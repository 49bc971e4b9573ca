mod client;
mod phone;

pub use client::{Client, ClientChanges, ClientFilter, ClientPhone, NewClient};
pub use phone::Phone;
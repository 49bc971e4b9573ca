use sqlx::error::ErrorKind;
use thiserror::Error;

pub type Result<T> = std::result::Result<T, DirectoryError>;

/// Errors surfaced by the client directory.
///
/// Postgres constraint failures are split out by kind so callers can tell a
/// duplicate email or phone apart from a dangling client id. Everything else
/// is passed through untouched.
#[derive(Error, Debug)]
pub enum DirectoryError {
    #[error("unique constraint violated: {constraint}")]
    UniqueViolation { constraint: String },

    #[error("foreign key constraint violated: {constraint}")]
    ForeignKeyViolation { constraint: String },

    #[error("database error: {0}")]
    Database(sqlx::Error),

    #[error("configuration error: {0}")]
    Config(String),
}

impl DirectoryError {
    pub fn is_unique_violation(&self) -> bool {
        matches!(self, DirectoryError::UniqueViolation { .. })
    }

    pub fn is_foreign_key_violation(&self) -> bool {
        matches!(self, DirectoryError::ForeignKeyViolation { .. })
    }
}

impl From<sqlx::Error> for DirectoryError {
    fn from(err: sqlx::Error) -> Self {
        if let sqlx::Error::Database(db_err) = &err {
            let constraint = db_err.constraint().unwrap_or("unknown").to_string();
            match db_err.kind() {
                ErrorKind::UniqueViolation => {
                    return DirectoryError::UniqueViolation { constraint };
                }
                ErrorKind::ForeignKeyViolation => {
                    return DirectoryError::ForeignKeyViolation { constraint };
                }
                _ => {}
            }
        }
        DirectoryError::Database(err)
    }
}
==
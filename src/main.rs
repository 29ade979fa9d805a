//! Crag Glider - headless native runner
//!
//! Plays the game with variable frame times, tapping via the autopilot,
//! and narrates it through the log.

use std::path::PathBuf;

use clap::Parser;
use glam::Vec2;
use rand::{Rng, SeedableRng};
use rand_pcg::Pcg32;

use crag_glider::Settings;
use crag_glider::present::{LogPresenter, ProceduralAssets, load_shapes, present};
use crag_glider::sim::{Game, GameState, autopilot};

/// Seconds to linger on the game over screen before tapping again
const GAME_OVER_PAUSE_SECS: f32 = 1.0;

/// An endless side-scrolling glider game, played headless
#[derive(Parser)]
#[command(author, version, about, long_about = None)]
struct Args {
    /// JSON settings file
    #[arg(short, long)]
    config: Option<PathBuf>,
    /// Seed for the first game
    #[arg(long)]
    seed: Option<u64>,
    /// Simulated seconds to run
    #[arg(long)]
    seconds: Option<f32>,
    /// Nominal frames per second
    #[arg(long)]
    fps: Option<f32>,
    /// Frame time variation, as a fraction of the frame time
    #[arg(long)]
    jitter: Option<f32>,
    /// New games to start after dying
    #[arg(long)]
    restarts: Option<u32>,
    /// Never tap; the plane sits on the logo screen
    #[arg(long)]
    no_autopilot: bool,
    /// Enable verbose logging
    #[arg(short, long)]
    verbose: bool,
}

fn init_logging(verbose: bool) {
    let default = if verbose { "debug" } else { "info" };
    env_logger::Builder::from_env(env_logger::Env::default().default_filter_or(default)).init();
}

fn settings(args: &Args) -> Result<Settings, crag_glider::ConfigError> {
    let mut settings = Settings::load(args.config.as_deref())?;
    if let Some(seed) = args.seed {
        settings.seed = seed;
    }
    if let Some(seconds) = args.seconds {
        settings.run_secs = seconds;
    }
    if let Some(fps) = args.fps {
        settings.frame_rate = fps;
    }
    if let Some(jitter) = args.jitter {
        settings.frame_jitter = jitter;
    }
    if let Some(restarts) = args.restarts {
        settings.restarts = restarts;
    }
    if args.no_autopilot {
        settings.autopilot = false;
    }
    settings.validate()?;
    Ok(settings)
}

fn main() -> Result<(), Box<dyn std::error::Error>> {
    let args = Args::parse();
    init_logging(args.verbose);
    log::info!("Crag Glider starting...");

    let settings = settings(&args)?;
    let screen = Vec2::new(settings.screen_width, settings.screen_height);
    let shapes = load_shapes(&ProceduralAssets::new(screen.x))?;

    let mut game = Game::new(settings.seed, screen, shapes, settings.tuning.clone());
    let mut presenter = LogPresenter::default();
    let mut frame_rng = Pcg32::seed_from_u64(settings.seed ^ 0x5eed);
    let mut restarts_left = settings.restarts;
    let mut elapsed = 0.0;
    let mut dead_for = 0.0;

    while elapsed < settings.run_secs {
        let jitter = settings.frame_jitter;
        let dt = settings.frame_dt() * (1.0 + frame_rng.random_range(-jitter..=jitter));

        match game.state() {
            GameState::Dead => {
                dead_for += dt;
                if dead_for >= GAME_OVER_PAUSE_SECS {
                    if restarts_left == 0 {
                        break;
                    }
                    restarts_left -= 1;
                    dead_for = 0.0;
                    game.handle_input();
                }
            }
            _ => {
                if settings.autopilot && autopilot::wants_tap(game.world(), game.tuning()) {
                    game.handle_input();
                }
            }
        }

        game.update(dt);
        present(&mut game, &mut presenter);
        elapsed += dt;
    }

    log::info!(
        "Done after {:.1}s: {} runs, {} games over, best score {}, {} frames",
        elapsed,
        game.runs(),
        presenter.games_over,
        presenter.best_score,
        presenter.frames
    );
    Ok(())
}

EXERCISE PROMPT → Could you say how many lines in the data above contain "tuning"? Reply with the number alone.

EXPECTED ANSWER → 2